● **WHAT YOU HAVE TO DO**: Wherever the word "ProbeRow" occurs in the lines below, copy the whole line.

● **LISTED ENTRIES**:
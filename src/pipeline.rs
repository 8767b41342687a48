//! Partition the canonical universe into batches, dispatch them to a bounded
//! worker pool, checkpoint each result, and bulk-load into the store.
//!
//! A batch is never re-probed once its checkpoint file exists: restarting the
//! pipeline re-derives the same enumeration order from the cached universe,
//! rescans the checkpoint directory and dispatches only the gaps. Workers
//! write checkpoints in completion order, each atomically, so an interrupted
//! run leaves either a complete checkpoint or nothing. The load phase only
//! runs once every batch file is present.

use std::{
    fs,
    path::{Path, PathBuf},
    sync::atomic::{AtomicUsize, Ordering},
    thread,
};

use rustc_hash::FxHashSet;
use tracing::{error, info, warn};

use crate::{
    arrangement::{self, Arrangement},
    errors::GenerateError,
    files,
    material::Signature,
    probe::{self, ProbeRow, ProberFactory},
    store::Store,
};

/// Tuning knobs for one generation run.
#[derive(Debug, Clone)]
pub struct PipelineConfig {
    /// Arrangements per checkpointed unit of work.
    pub batch_size: usize,
    /// Bounded number of concurrent probe workers.
    pub workers: usize,
    /// Directory holding the universe cache and per-signature checkpoints.
    pub cache_dir: PathBuf,
}

impl Default for PipelineConfig {
    fn default() -> PipelineConfig {
        PipelineConfig { batch_size: 4096, workers: 8, cache_dir: PathBuf::from("tmp") }
    }
}

/// What a completed run did.
#[derive(Debug, Clone, Copy)]
pub struct GenerateSummary {
    /// Size of the deduplicated canonical universe.
    pub canonical: usize,
    /// Number of batches it was partitioned into.
    pub batches: usize,
    /// Rows in the store after the load phase.
    pub rows: u64,
}

/// The generation pipeline for one prober backend.
///
/// The factory and store are injected explicitly; nothing here is global.
#[derive(Debug)]
pub struct Pipeline<F> {
    factory: F,
    config: PipelineConfig,
}

impl<F: ProberFactory> Pipeline<F> {
    pub fn new(factory: F, config: PipelineConfig) -> Pipeline<F> {
        Pipeline { factory, config }
    }

    pub fn factory(&self) -> &F {
        &self.factory
    }

    /// Generate (or resume generating) the database for one signature and
    /// load it into the store.
    ///
    /// # Errors
    ///
    /// Errors on i/o or storage failure, and with
    /// [`GenerateError::IncompleteBatches`] when some batches failed to
    /// checkpoint; rerunning with identical arguments resumes from the gaps
    /// without re-probing completed work.
    pub fn generate(
        &self,
        signature: &Signature,
        store: &mut Store,
    ) -> Result<GenerateSummary, GenerateError> {
        let universe = arrangement::load_or_enumerate(signature, &self.config.cache_dir)?;
        let checkpoint_dir = self.config.cache_dir.join(signature.name());
        fs::create_dir_all(&checkpoint_dir)?;

        let batches: Vec<&[Arrangement]> = universe.chunks(self.config.batch_size.max(1)).collect();
        let total = batches.len();
        let processed = processed_batches(&checkpoint_dir)?;
        let missing: Vec<(usize, &[Arrangement])> = batches
            .iter()
            .enumerate()
            .filter(|(index, _)| !processed.contains(index))
            .map(|(index, &batch)| (index, batch))
            .collect();

        info!(
            signature = %signature,
            batches = total,
            resumed = total - missing.len(),
            dispatching = missing.len(),
            "starting batch pipeline"
        );

        let cursor = AtomicUsize::new(0);
        let completed = AtomicUsize::new(0);
        let failed = AtomicUsize::new(0);
        thread::scope(|scope| {
            for _ in 0..self.config.workers.max(1) {
                scope.spawn(|| loop {
                    let next = cursor.fetch_add(1, Ordering::Relaxed);
                    let Some(&(index, batch)) = missing.get(next) else {
                        break;
                    };
                    match self.run_batch(signature, index, batch, &checkpoint_dir) {
                        Ok(rows) => {
                            let done = completed.fetch_add(1, Ordering::Relaxed) + 1;
                            info!(
                                batch = index,
                                rows,
                                progress = format!("{done}/{}", missing.len()),
                                "batch checkpointed"
                            );
                        }
                        Err(err) => {
                            failed.fetch_add(1, Ordering::Relaxed);
                            error!(batch = index, %err, "batch failed, left for the next run");
                        }
                    }
                });
            }
        });

        let failed = failed.into_inner();
        if failed > 0 {
            return Err(GenerateError::IncompleteBatches { failed, total });
        }

        self.load(signature, store, &checkpoint_dir, total)?;
        let rows = store.count_rows(signature)?;
        info!(signature = %signature, rows, "database updated");
        Ok(GenerateSummary { canonical: universe.len(), batches: total, rows })
    }

    /// Open readers, probe one batch and checkpoint it atomically.
    fn run_batch(
        &self,
        signature: &Signature,
        index: usize,
        batch: &[Arrangement],
        checkpoint_dir: &Path,
    ) -> Result<usize, GenerateError> {
        let mut prober = self.factory.open()?;
        let rows = probe::probe_batch(&mut prober, signature, batch);
        files::write_json_atomic(&checkpoint_dir.join(format!("{index:04}.json")), &rows)?;
        Ok(rows.len())
    }

    /// Truncate the signature's table and stream every checkpoint into it in
    /// batch-index order. A failing batch insert is retried once, then fatal
    /// for this signature only.
    fn load(
        &self,
        signature: &Signature,
        store: &mut Store,
        checkpoint_dir: &Path,
        total: usize,
    ) -> Result<(), GenerateError> {
        let checkpoints = checkpoint_files(checkpoint_dir)?;
        if checkpoints.len() < total {
            return Err(GenerateError::IncompleteBatches {
                failed: total - checkpoints.len(),
                total,
            });
        }

        store.create_table(signature)?;
        store.clear_table(signature)?;
        for (index, path) in checkpoints {
            let rows: Vec<ProbeRow> = files::read_json(&path)?;
            if let Err(err) = store.insert_batch(signature, &rows) {
                warn!(batch = index, %err, "batch load failed, retrying once");
                store.insert_batch(signature, &rows)?;
            }
        }
        Ok(())
    }
}

/// Batch indices that already have a checkpoint file. The filename is the
/// only signal; `.tmp` leftovers from interrupted writes are ignored.
fn processed_batches(checkpoint_dir: &Path) -> Result<FxHashSet<usize>, GenerateError> {
    Ok(checkpoint_files(checkpoint_dir)?
        .into_iter()
        .map(|(index, _)| index)
        .collect())
}

fn checkpoint_files(checkpoint_dir: &Path) -> Result<Vec<(usize, PathBuf)>, GenerateError> {
    let mut checkpoints = Vec::new();
    for entry in fs::read_dir(checkpoint_dir)? {
        let path = entry?.path();
        if path.extension().and_then(|ext| ext.to_str()) != Some("json") {
            continue;
        }
        let index = path
            .file_stem()
            .and_then(|stem| stem.to_str())
            .and_then(|stem| stem.parse::<usize>().ok());
        if let Some(index) = index {
            checkpoints.push((index, path));
        }
    }
    checkpoints.sort_unstable();
    Ok(checkpoints)
}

● **RESPONSE BELOW**:
    probe::{self, ProbeRow, ProberFactory},
            let rows: Vec<ProbeRow> = files::read_json(&path)?;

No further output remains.